Sakamoto  
Award Winning Designs by Eddie Sakamoto

Eddie Sakamoto, a third generation Japanese-American, was born in 1953 in Seattle, Washington. Sakamoto was trained in graphic design and had a great interest in architecture and industrial design. However, after a five year employment with a prominent jewelry designer, he began to see jewelry as an alternate means of design expression. Aspiring to present his ideas to a larger audience, Sakamoto moved to Los Angeles in 1979 is to create his own jewelry design company, Concept 1 - Sakamoto.

Sakamoto describes himself as a minimalist. The challenge to create jewelry where less is more. Showing discipline to avoid ideas that are mostly decorative or ornamental in nature. As in many Japanese art forms, negative space plays a leading role in defining his designs. Platinum and 18KT yellow gold take on strong sensual shapes. They curve and bend and arc gracefully. They are feminine and masculine in form, the yin/yang.
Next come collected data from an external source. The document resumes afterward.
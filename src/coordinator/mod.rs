// Copyright (c) 2025-2026 Adrian Robinson. Licensed under the AGPL-3.0.
// See LICENSE file in the project root for full license text.

//! Mirror engine coordinator.
//!
//! The [`MirrorEngine`] owns what entity caches share: the local store, the
//! remote collaborators, the configuration and the event bus. Caches are
//! registered once per entity and looked up by table name.
//!
//! # Lifecycle
//!
//! ```text
//! Created → Starting → Running → ShuttingDown → Stopped
//! ```
//!
//! # Example
//!
//! ```rust,no_run
//! use std::sync::Arc;
//! use entity_mirror::{ColumnDescriptor, EngineState, EntityDescriptor, MemoryAuthority, MirrorConfig, MirrorEngine};
//!
//! # #[tokio::main]
//! # async fn main() {
//! let authority = Arc::new(MemoryAuthority::new());
//! let engine = MirrorEngine::new(MirrorConfig::default(), authority.clone(), authority);
//! assert_eq!(engine.state(), EngineState::Created);
//!
//! let tasks = engine
//!     .register(
//!         EntityDescriptor::new("tasks", "/api/tasks")
//!             .column(ColumnDescriptor::integer("id").primary_key())
//!             .column(ColumnDescriptor::text("title")),
//!     )
//!     .unwrap();
//! engine.start().await.unwrap();
//! let report = tasks.validate().await;
//! println!("{}", report.outcome);
//! # }
//! ```

mod lifecycle;
mod types;

pub use types::EngineState;

use std::collections::BTreeMap;
use std::sync::Arc;
use parking_lot::RwLock;
use tokio::sync::watch;
use tracing::{info, warn};

use crate::cache::{CacheEvent, EntityCache, EventBus, SubscriptionId};
use crate::config::MirrorConfig;
use crate::integrity::ValidationReport;
use crate::remote::{IntegrityAuthority, RemoteSource};
use crate::schema::{EntityDescriptor, SchemaError};
use crate::storage::LocalStore;

/// Registry of entity caches over one shared local store.
///
/// `Send + Sync`; share it behind an `Arc`.
pub struct MirrorEngine {
    pub(super) config: Arc<MirrorConfig>,
    pub(super) store: Arc<LocalStore>,
    remote: Arc<dyn RemoteSource>,
    authority: Arc<dyn IntegrityAuthority>,
    events: Arc<EventBus>,
    pub(super) caches: RwLock<BTreeMap<String, Arc<EntityCache>>>,

    /// Engine state (broadcast to watchers)
    pub(super) state: watch::Sender<EngineState>,

    /// Engine state receiver (for internal use)
    state_rx: watch::Receiver<EngineState>,
}

impl MirrorEngine {
    /// Engine whose store follows `config.db_path` (`None` = in-memory).
    pub fn new(
        config: MirrorConfig,
        remote: Arc<dyn RemoteSource>,
        authority: Arc<dyn IntegrityAuthority>,
    ) -> Self {
        let store = Arc::new(LocalStore::from_config(config.db_path.as_deref()));
        Self::with_store(config, store, remote, authority)
    }

    /// Engine over an injected store, e.g. one shared with another engine.
    pub fn with_store(
        config: MirrorConfig,
        store: Arc<LocalStore>,
        remote: Arc<dyn RemoteSource>,
        authority: Arc<dyn IntegrityAuthority>,
    ) -> Self {
        let (state, state_rx) = watch::channel(EngineState::Created);
        Self {
            config: Arc::new(config),
            store,
            remote,
            authority,
            events: Arc::new(EventBus::new()),
            caches: RwLock::new(BTreeMap::new()),
            state,
            state_rx,
        }
    }

    /// Compile a descriptor and register its cache.
    ///
    /// On a running engine the new cache is initialized on first use.
    pub fn register(&self, descriptor: EntityDescriptor) -> Result<Arc<EntityCache>, SchemaError> {
        let mut caches = self.caches.write();
        if caches.contains_key(&descriptor.table_name) {
            return Err(SchemaError::DuplicateEntity(descriptor.table_name));
        }

        let cache = EntityCache::new(
            descriptor,
            Arc::clone(&self.store),
            Arc::clone(&self.remote),
            Arc::clone(&self.authority),
            Arc::clone(&self.config),
            Arc::clone(&self.events),
        )?;
        info!(table = %cache.table_name(), "Entity registered");
        caches.insert(cache.table_name().to_string(), Arc::clone(&cache));
        Ok(cache)
    }

    #[must_use]
    pub fn entity(&self, table: &str) -> Option<Arc<EntityCache>> {
        self.caches.read().get(table).cloned()
    }

    /// Registered table names, sorted.
    #[must_use]
    pub fn entities(&self) -> Vec<String> {
        self.caches.read().keys().cloned().collect()
    }

    #[must_use]
    pub fn state(&self) -> EngineState {
        *self.state_rx.borrow()
    }

    #[must_use]
    pub fn state_receiver(&self) -> watch::Receiver<EngineState> {
        self.state_rx.clone()
    }

    #[must_use]
    pub fn is_running(&self) -> bool {
        self.state() == EngineState::Running
    }

    /// Subscribe to events from every registered entity.
    pub fn subscribe<F>(&self, handler: F) -> SubscriptionId
    where
        F: Fn(&CacheEvent) + Send + Sync + 'static,
    {
        self.events.subscribe(handler)
    }

    pub fn unsubscribe(&self, id: SubscriptionId) -> bool {
        self.events.unsubscribe(id)
    }

    /// Validate every entity in table-name order.
    pub async fn validate_all(&self) -> Vec<ValidationReport> {
        let caches: Vec<Arc<EntityCache>> = self.caches.read().values().cloned().collect();
        let mut reports = Vec::with_capacity(caches.len());
        for cache in caches {
            let report = cache.validate().await;
            if !report.is_healthy() {
                warn!(table = %report.table, outcome = %report.outcome, "Entity not healthy");
            }
            reports.push(report);
        }
        reports
    }

    #[must_use]
    pub fn store(&self) -> &Arc<LocalStore> {
        &self.store
    }

    #[must_use]
    pub fn config(&self) -> &MirrorConfig {
        &self.config
    }

    pub(super) fn set_state(&self, state: EngineState) {
        let _ = self.state.send(state);
        crate::metrics::set_engine_state(state.as_str());
    }
}
// Copyright (c) 2025-2026 Adrian Robinson. Licensed under the AGPL-3.0.
// See LICENSE file in the project root for full license text.

//! Public types for validation passes.

use std::fmt;

/// Terminal result of one validation pass.
#[derive(Debug, Clone, PartialEq, Eq)]
pub enum ValidationOutcome {
    /// Local mirror matches the authority (or population was ensured)
    Healthy,
    /// Mismatch or failure; local data kept, next cycle retries
    Unhealthy(UnhealthyReason),
    /// Pass did not run
    Skipped(SkipReason),
}

impl ValidationOutcome {
    /// Label for logs and metrics.
    #[must_use]
    pub fn as_str(&self) -> &'static str {
        match self {
            Self::Healthy => "healthy",
            Self::Unhealthy(_) => "unhealthy",
            Self::Skipped(_) => "skipped",
        }
    }
}

impl fmt::Display for ValidationOutcome {
    fn fmt(&self, f: &mut fmt::Formatter<'_>) -> fmt::Result {
        match self {
            Self::Healthy => write!(f, "Healthy"),
            Self::Unhealthy(reason) => write!(f, "Unhealthy({})", reason),
            Self::Skipped(reason) => write!(f, "Skipped({})", reason),
        }
    }
}

#[derive(Debug, Clone, PartialEq, Eq)]
pub enum UnhealthyReason {
    /// Integrity or resource endpoint failed with a server/network error
    AuthorityUnreachable(String),
    /// Counts still differ after ID-range repair
    CountMismatch { local: u64, authority: u64 },
    /// Global hashes still differ after block repair
    HashMismatch { local: String, authority: String },
    /// Local store failed mid-pass
    LocalStore(String),
}

impl fmt::Display for UnhealthyReason {
    fn fmt(&self, f: &mut fmt::Formatter<'_>) -> fmt::Result {
        match self {
            Self::AuthorityUnreachable(e) => write!(f, "authority unreachable: {}", e),
            Self::CountMismatch { local, authority } => {
                write!(f, "count mismatch: local={}, authority={}", local, authority)
            }
            Self::HashMismatch { local, authority } => {
                write!(f, "hash mismatch: local={}, authority={}", short(local), short(authority))
            }
            Self::LocalStore(e) => write!(f, "local store: {}", e),
        }
    }
}

fn short(hash: &str) -> &str {
    hash.get(..12).unwrap_or(hash)
}

#[derive(Debug, Clone, Copy, PartialEq, Eq)]
pub enum SkipReason {
    /// Another pass on the same entity is in progress
    AlreadyRunning,
    /// Local store could not be opened
    StoreUnavailable,
}

impl fmt::Display for SkipReason {
    fn fmt(&self, f: &mut fmt::Formatter<'_>) -> fmt::Result {
        match self {
            Self::AlreadyRunning => write!(f, "already running"),
            Self::StoreUnavailable => write!(f, "store unavailable"),
        }
    }
}

/// What a healthy verdict is based on.
#[derive(Debug, Clone, Copy, PartialEq, Eq, Default)]
pub enum Verification {
    /// Nothing compared (skipped or failed early)
    #[default]
    None,
    /// Authority offers no hashes; only "locally populated" was checked
    PopulationOnly,
    /// Global hashes compared
    Hashes,
}

/// Protocol steps, recorded in execution order.
#[derive(Debug, Clone, Copy, PartialEq, Eq)]
pub enum ValidationStep {
    FetchAuthority,
    EnsurePopulated,
    CountCheck,
    FullRefetch,
    IdRangeRepair,
    GlobalHashCheck,
    BlockRepair,
    GlobalRecheck,
}

/// Rows and blocks touched by one pass.
#[derive(Debug, Clone, Copy, Default, PartialEq, Eq)]
pub struct RepairStats {
    pub rows_fetched: usize,
    pub rows_deleted: usize,
    pub blocks_repaired: usize,
    pub full_refetches: usize,
}

impl RepairStats {
    #[must_use]
    pub fn is_empty(&self) -> bool {
        *self == Self::default()
    }
}

/// Everything one `validate()` call did.
#[derive(Debug, Clone, PartialEq, Eq)]
pub struct ValidationReport {
    pub table: String,
    pub outcome: ValidationOutcome,
    pub verification: Verification,
    pub steps: Vec<ValidationStep>,
    pub stats: RepairStats,
}

impl ValidationReport {
    #[must_use]
    pub fn new(table: impl Into<String>) -> Self {
        Self {
            table: table.into(),
            outcome: ValidationOutcome::Skipped(SkipReason::AlreadyRunning),
            verification: Verification::None,
            steps: Vec::new(),
            stats: RepairStats::default(),
        }
    }

    #[must_use]
    pub fn is_healthy(&self) -> bool {
        self.outcome == ValidationOutcome::Healthy
    }

    #[must_use]
    pub fn ran(&self, step: ValidationStep) -> bool {
        self.steps.contains(&step)
    }

    /// Position of a step in execution order.
    #[must_use]
    pub fn position(&self, step: ValidationStep) -> Option<usize> {
        self.steps.iter().position(|s| *s == step)
    }

    pub(crate) fn step(&mut self, step: ValidationStep) {
        self.steps.push(step);
    }
}

#[cfg(test)]
mod tests {
    use super::*;

    #[test]
    fn test_outcome_display() {
        assert_eq!(ValidationOutcome::Healthy.to_string(), "Healthy");
        let outcome = ValidationOutcome::Unhealthy(UnhealthyReason::CountMismatch { local: 3, authority: 4 });
        assert_eq!(outcome.to_string(), "Unhealthy(count mismatch: local=3, authority=4)");
        assert_eq!(outcome.as_str(), "unhealthy");
    }

    #[test]
    fn test_hash_mismatch_shortens_hashes() {
        let reason = UnhealthyReason::HashMismatch {
            local: "a".repeat(64),
            authority: "b".repeat(64),
        };
        assert_eq!(reason.to_string(), "hash mismatch: local=aaaaaaaaaaaa, authority=bbbbbbbbbbbb");
    }

    #[test]
    fn test_report_step_order() {
        let mut report = ValidationReport::new("tasks");
        report.step(ValidationStep::FetchAuthority);
        report.step(ValidationStep::CountCheck);
        assert!(report.ran(ValidationStep::CountCheck));
        assert_eq!(report.position(ValidationStep::CountCheck), Some(1));
        assert_eq!(report.position(ValidationStep::BlockRepair), None);
        assert!(report.stats.is_empty());
    }
}
// Copyright (c) 2025-2026 Adrian Robinson. Licensed under the AGPL-3.0.
// See LICENSE file in the project root for full license text.

use thiserror::Error;

#[derive(Error, Debug, Clone, PartialEq, Eq)]
pub enum StorageError {
    #[error("Local store unavailable: {0}")]
    Unavailable(String),
    #[error("Storage backend error: {0}")]
    Backend(String),
}

impl StorageError {
    /// Statement referenced a column the live table does not have.
    #[must_use]
    pub fn is_missing_column(&self) -> bool {
        match self {
            Self::Backend(msg) => {
                let msg = msg.to_ascii_lowercase();
                msg.contains("no such column") || msg.contains("has no column named")
            }
            Self::Unavailable(_) => false,
        }
    }

    /// `ALTER TABLE ... ADD COLUMN` lost a race with another migration.
    #[must_use]
    pub fn is_duplicate_column(&self) -> bool {
        matches!(self, Self::Backend(msg) if msg.to_ascii_lowercase().contains("duplicate column"))
    }

    #[must_use]
    pub fn is_unavailable(&self) -> bool {
        matches!(self, Self::Unavailable(_))
    }
}

impl From<sqlx::Error> for StorageError {
    fn from(err: sqlx::Error) -> Self {
        if matches!(err, sqlx::Error::PoolClosed | sqlx::Error::PoolTimedOut) {
            Self::Unavailable(err.to_string())
        } else {
            Self::Backend(err.to_string())
        }
    }
}
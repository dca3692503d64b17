//! # Entity Mirror
//!
//! Local SQLite mirrors of remote REST entities, kept honest by hash-based
//! integrity checks against an authoritative server.
//!
//! ## Architecture
//!
//! ```text
//! ┌─────────────────────────────────────────────────────────────┐
//! │                     MirrorEngine                            │
//! │  • One EntityCache per registered entity                   │
//! │  • Shared LocalStore, EventBus and MirrorConfig            │
//! └─────────────────────────────────────────────────────────────┘
//!                              │
//!                              ▼
//! ┌─────────────────────────────────────────────────────────────┐
//! │                     EntityCache                             │
//! │  • Typed rows compiled from an EntityDescriptor            │
//! │  • CRUD over SQLite with lazy column migration             │
//! │  • Change events on every local write                      │
//! └─────────────────────────────────────────────────────────────┘
//!                              │
//!                   (periodic / post-write validation)
//!                              ▼
//! ┌─────────────────────────────────────────────────────────────┐
//! │                 Integrity validator                         │
//! │  • Count check, then ID-range repair                       │
//! │  • Global hash, then per-block repair of differing rows    │
//! │  • Full refetch when the gap is too large                  │
//! └─────────────────────────────────────────────────────────────┘
//!                              │
//!                              ▼
//! ┌─────────────────────────────────────────────────────────────┐
//! │        RemoteSource + IntegrityAuthority (HTTP / memory)    │
//! └─────────────────────────────────────────────────────────────┘
//! ```
//!
//! ## Quick Start
//!
//! ```rust,no_run
//! use std::sync::Arc;
//! use entity_mirror::{ColumnDescriptor, EntityDescriptor, HttpRemote, MirrorConfig, MirrorEngine};
//!
//! #[tokio::main]
//! async fn main() {
//!     let remote = Arc::new(HttpRemote::new("https://api.example.com").expect("client"));
//!     let config = MirrorConfig {
//!         db_path: Some("./mirror.db".into()),
//!         ..Default::default()
//!     };
//!     let engine = MirrorEngine::new(config, remote.clone(), remote);
//!
//!     let teams = engine
//!         .register(
//!             EntityDescriptor::new("teams", "/api/teams")
//!                 .column(ColumnDescriptor::integer("id").primary_key())
//!                 .column(ColumnDescriptor::text("name"))
//!                 .column(ColumnDescriptor::text("member_ids")),
//!         )
//!         .expect("valid descriptor");
//!
//!     engine.start().await.expect("store available");
//!     let report = teams.validate().await;
//!     println!("teams: {}", report.outcome);
//!
//!     engine.shutdown().await;
//! }
//! ```
//!
//! ## Modules
//!
//! - [`coordinator`]: The [`MirrorEngine`] registry and lifecycle
//! - [`cache`]: Per-entity local cache and change events
//! - [`integrity`]: Validation protocol, repair and diagnostics
//! - [`merkle`]: Value encoding and block/global hashing
//! - [`schema`]: Entity descriptors, typed rows and transforms
//! - [`storage`]: SQLite local store and statement builder
//! - [`remote`]: Remote collaborator traits with HTTP and in-memory impls
//! - [`resilience`]: Retry with backoff

pub mod cache;
pub mod config;
pub mod coordinator;
pub mod integrity;
pub mod merkle;
pub mod metrics;
pub mod remote;
pub mod resilience;
pub mod schema;
pub mod storage;

pub use cache::{CacheError, CacheEvent, EntityCache, EventBus, SubscriptionId};
pub use config::MirrorConfig;
pub use coordinator::{EngineState, MirrorEngine};
pub use integrity::{
    BlockDiagnosis, FieldDivergence, GlobalDiagnosis, RepairStats, RowDiagnosis, SkipReason,
    UnhealthyReason, ValidationOutcome, ValidationReport, ValidationStep, Verification,
};
pub use merkle::{BlockHash, GlobalHash, RowHash, TableHasher};
#[cfg(feature = "http")]
pub use remote::HttpRemote;
pub use remote::{
    FetchMode, IntegrityAuthority, IntegrityMode, ListParams, MemoryAuthority, Page, RemoteError,
    RemoteSource,
};
pub use resilience::retry::RetryConfig;
pub use schema::{
    ColumnDescriptor, ColumnType, EntityDescriptor, FieldKind, FieldTransform, FieldValue, Record,
    Row, SchemaError,
};
pub use storage::{LocalStore, StorageError, StoreMode};
pub use metrics::LatencyTimer;
// Copyright (c) 2025-2026 Adrian Robinson. Licensed under the AGPL-3.0.
// See LICENSE file in the project root for full license text.

//! Change events.
//!
//! Every local mutation (host write or repair) is announced on the engine's
//! [`EventBus`] so views can refresh. Handlers run synchronously on the
//! emitting task, after the write committed; keep them short.
//!
//! | Event | Fired by |
//! |---|---|
//! | `Created` / `Updated` | `upsert` (decided by a presence check) |
//! | `Deleted` | `remove` |
//! | `BulkUpdated` | `bulk_upsert`, repair fetches |
//! | `Replaced` | `replace_all`, `fetch_all`, full refetch |

use parking_lot::RwLock;
use std::sync::atomic::{AtomicU64, Ordering};
use std::sync::Arc;

use crate::schema::Record;

/// A committed local change.
#[derive(Debug, Clone, PartialEq)]
pub enum CacheEvent {
    Created { table: String, id: i64, record: Record },
    Updated { table: String, id: i64, record: Record },
    Deleted { table: String, id: i64 },
    BulkUpdated { table: String, ids: Vec<i64> },
    Replaced { table: String, count: usize },
}

impl CacheEvent {
    #[must_use]
    pub fn table(&self) -> &str {
        match self {
            Self::Created { table, .. }
            | Self::Updated { table, .. }
            | Self::Deleted { table, .. }
            | Self::BulkUpdated { table, .. }
            | Self::Replaced { table, .. } => table,
        }
    }

    /// Label for logs and metrics.
    #[must_use]
    pub fn kind(&self) -> &'static str {
        match self {
            Self::Created { .. } => "created",
            Self::Updated { .. } => "updated",
            Self::Deleted { .. } => "deleted",
            Self::BulkUpdated { .. } => "bulk_updated",
            Self::Replaced { .. } => "replaced",
        }
    }
}

/// Handle returned by [`EventBus::subscribe`].
#[derive(Debug, Clone, Copy, PartialEq, Eq, Hash)]
pub struct SubscriptionId(u64);

type Handler = Arc<dyn Fn(&CacheEvent) + Send + Sync>;

/// Typed publish/subscribe for [`CacheEvent`]s.
#[derive(Default)]
pub struct EventBus {
    handlers: RwLock<Vec<(SubscriptionId, Handler)>>,
    next_id: AtomicU64,
}

impl std::fmt::Debug for EventBus {
    fn fmt(&self, f: &mut std::fmt::Formatter<'_>) -> std::fmt::Result {
        f.debug_struct("EventBus")
            .field("subscribers", &self.subscriber_count())
            .finish()
    }
}

impl EventBus {
    #[must_use]
    pub fn new() -> Self {
        Self::default()
    }

    pub fn subscribe<F>(&self, handler: F) -> SubscriptionId
    where
        F: Fn(&CacheEvent) + Send + Sync + 'static,
    {
        let id = SubscriptionId(self.next_id.fetch_add(1, Ordering::Relaxed));
        self.handlers.write().push((id, Arc::new(handler)));
        id
    }

    /// Returns false if the subscription was already gone.
    pub fn unsubscribe(&self, id: SubscriptionId) -> bool {
        let mut handlers = self.handlers.write();
        let before = handlers.len();
        handlers.retain(|(sid, _)| *sid != id);
        handlers.len() != before
    }

    #[must_use]
    pub fn subscriber_count(&self) -> usize {
        self.handlers.read().len()
    }

    pub fn emit(&self, event: CacheEvent) {
        crate::metrics::record_event(event.kind());
        // Snapshot so handlers may (un)subscribe without deadlocking.
        let handlers: Vec<Handler> = self.handlers.read().iter().map(|(_, h)| Arc::clone(h)).collect();
        for handler in handlers {
            handler(&event);
        }
    }
}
Leading jewelry designer, author and educator Alan Revere describes Sakamoto's work, "using precious materials as a sculpture uses clay, Sakamoto creates hefty rings, bracelets and pendants displaying a disregard for gold's intrinsic value which is uncharacteristic of material-conscious jewelry designers. Sakamoto's striking visual statements are a result of the dramatic interplay of forms, each of which is carefully massaged until a harmonious and balanced solution is achieved. His designs often employ large unusually set diamonds as their focal point, sometimes including an embellishment of channel-set smaller diamonds. Sakamoto's flawless artwork would be just as intriguing if executed as twenty-foot tall garden sculptures as they are in miniature on the finger of a sophisticated woman."